▶ **Exercise aim**: Scan the lines below for "async" and copy the matches.

▶ **Stored data**:
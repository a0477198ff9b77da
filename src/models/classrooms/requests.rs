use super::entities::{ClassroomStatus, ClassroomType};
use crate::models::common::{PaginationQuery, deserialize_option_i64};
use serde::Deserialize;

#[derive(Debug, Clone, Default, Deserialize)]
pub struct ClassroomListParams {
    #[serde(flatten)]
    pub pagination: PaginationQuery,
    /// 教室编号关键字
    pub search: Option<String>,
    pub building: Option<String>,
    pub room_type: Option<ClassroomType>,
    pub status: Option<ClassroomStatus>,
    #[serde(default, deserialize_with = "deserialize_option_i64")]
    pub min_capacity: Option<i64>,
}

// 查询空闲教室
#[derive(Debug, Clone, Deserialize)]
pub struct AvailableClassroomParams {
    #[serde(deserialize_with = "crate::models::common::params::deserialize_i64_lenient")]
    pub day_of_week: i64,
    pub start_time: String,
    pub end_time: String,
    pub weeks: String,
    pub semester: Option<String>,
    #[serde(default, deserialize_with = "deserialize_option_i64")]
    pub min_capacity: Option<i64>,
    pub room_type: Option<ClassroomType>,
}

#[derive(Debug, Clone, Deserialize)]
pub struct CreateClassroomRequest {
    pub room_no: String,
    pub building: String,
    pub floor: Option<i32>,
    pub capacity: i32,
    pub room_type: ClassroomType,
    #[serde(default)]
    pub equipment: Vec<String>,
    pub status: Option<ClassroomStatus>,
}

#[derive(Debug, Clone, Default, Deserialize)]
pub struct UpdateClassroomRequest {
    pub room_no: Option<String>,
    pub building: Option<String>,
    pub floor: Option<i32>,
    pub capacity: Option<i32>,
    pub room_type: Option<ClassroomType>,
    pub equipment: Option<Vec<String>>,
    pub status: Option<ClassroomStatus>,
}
---
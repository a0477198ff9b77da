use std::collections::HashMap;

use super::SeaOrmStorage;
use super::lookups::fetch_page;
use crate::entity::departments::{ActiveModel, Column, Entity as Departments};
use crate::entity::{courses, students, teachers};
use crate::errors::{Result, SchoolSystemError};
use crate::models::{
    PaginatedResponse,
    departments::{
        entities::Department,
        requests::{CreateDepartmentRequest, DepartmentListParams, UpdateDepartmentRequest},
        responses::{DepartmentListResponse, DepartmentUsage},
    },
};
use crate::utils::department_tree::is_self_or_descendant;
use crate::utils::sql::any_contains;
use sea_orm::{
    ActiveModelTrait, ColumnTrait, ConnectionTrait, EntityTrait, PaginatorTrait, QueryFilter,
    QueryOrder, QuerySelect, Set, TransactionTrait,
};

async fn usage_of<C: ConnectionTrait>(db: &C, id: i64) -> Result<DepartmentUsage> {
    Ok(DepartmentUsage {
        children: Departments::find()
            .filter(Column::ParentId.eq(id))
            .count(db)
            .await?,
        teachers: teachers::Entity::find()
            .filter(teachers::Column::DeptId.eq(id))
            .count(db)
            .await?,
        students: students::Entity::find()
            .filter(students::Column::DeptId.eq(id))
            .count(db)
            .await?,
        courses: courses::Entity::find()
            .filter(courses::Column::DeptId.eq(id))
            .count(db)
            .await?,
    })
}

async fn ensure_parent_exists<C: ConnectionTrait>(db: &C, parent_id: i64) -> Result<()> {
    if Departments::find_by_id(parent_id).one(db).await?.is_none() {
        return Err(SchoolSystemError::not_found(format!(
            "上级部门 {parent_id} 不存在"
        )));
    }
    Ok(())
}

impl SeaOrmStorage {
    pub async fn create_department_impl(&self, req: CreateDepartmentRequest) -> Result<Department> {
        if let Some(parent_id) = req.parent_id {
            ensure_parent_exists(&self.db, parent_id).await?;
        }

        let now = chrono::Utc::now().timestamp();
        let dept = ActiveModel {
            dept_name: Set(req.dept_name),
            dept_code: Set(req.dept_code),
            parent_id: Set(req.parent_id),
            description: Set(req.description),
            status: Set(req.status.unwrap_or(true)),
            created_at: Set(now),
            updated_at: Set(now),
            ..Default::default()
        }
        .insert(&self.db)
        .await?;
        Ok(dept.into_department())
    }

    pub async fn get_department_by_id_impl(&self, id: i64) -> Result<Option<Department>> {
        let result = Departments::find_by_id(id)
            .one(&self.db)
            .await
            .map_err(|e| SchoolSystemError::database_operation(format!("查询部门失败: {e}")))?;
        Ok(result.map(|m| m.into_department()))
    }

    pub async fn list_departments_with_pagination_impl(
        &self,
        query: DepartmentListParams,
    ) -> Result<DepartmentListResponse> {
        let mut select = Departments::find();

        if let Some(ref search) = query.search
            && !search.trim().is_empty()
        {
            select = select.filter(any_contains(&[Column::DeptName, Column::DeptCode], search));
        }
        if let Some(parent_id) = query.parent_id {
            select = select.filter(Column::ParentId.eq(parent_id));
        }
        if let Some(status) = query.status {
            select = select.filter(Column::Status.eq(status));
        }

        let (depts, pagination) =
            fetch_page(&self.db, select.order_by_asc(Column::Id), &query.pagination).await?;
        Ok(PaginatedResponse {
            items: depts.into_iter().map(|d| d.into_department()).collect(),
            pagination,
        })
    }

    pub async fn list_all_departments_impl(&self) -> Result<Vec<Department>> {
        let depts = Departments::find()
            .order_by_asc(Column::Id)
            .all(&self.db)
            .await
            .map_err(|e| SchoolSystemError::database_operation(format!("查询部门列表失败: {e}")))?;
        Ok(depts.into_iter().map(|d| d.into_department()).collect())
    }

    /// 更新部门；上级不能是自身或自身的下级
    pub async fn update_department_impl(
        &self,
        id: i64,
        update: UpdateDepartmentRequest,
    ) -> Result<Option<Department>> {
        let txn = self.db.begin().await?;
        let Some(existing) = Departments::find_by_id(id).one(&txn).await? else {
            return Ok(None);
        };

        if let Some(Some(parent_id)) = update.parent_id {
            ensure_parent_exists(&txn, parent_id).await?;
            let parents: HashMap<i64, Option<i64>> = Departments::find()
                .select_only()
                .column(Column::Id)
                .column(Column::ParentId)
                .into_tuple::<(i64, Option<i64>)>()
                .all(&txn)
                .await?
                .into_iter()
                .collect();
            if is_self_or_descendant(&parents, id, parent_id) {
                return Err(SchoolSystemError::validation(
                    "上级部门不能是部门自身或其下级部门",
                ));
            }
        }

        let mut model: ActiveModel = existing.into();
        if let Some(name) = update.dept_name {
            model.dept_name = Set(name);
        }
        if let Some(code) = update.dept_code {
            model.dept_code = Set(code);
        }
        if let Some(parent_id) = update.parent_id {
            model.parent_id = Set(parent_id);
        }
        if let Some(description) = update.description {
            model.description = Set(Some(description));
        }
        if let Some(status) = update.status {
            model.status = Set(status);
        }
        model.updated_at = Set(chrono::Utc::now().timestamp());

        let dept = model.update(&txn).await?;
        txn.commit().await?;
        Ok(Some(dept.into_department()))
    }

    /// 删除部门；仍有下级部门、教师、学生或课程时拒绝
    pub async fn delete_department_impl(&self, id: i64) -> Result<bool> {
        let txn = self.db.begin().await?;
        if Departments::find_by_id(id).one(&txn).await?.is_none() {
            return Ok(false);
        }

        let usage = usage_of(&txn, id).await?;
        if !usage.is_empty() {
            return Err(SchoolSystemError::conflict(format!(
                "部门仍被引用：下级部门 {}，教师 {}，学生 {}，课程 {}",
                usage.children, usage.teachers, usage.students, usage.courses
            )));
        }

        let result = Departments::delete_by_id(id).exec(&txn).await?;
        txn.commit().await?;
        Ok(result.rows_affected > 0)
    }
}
--
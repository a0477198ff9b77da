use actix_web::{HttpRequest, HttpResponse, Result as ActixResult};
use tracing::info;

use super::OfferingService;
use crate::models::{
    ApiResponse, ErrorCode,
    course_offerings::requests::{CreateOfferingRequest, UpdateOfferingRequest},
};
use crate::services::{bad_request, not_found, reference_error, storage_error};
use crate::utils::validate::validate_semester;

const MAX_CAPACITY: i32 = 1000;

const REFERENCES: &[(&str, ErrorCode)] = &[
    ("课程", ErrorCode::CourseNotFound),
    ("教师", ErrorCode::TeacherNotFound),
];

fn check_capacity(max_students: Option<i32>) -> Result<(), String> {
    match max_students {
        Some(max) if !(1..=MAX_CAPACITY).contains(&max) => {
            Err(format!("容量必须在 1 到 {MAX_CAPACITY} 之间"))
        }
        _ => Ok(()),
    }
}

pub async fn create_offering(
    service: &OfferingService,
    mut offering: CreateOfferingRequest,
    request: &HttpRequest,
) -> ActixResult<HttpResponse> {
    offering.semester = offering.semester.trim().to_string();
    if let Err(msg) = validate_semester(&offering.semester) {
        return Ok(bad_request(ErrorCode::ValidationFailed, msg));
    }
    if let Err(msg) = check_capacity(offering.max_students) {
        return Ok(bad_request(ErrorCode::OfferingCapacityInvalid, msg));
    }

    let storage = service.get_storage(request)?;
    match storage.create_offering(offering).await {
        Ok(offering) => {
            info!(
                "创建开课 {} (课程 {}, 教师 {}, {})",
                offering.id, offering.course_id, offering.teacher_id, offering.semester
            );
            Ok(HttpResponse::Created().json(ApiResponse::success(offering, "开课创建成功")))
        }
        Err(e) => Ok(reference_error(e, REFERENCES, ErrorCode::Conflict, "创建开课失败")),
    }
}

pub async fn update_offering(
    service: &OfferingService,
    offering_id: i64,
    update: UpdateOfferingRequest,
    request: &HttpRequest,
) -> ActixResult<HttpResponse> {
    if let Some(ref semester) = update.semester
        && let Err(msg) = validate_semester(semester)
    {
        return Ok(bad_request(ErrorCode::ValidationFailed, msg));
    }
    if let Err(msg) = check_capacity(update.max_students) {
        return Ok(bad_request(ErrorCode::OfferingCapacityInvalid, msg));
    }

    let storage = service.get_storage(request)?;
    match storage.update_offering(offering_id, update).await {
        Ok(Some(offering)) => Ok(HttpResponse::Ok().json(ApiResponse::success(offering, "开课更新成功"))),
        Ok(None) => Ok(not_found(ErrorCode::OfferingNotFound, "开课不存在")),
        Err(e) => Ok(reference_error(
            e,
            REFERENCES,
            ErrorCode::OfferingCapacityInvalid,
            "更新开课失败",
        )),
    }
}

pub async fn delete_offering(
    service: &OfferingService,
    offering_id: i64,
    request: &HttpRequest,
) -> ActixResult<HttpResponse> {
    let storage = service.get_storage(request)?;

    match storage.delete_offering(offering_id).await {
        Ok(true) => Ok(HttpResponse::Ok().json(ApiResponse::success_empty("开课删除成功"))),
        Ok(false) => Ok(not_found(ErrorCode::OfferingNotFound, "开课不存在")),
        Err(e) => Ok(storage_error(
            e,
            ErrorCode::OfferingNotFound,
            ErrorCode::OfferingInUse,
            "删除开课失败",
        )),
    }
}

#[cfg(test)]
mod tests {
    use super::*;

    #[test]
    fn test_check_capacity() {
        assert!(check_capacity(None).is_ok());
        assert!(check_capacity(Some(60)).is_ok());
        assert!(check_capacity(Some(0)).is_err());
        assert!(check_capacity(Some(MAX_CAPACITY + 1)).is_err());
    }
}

▶ **Answer for the task**:
async fn usage_of<C: ConnectionTrait>(db: &C, id: i64) -> Result<DepartmentUsage> {
async fn ensure_parent_exists<C: ConnectionTrait>(db: &C, parent_id: i64) -> Result<()> {
    pub async fn create_department_impl(&self, req: CreateDepartmentRequest) -> Result<Department> {
    pub async fn get_department_by_id_impl(&self, id: i64) -> Result<Option<Department>> {
    pub async fn list_departments_with_pagination_impl(
    pub async fn list_all_departments_impl(&self) -> Result<Vec<Department>> {
    pub async fn update_department_impl(
    pub async fn delete_department_impl(&self, id: i64) -> Result<bool> {
pub async fn create_offering(
pub async fn update_offering(
pub async fn delete_offering(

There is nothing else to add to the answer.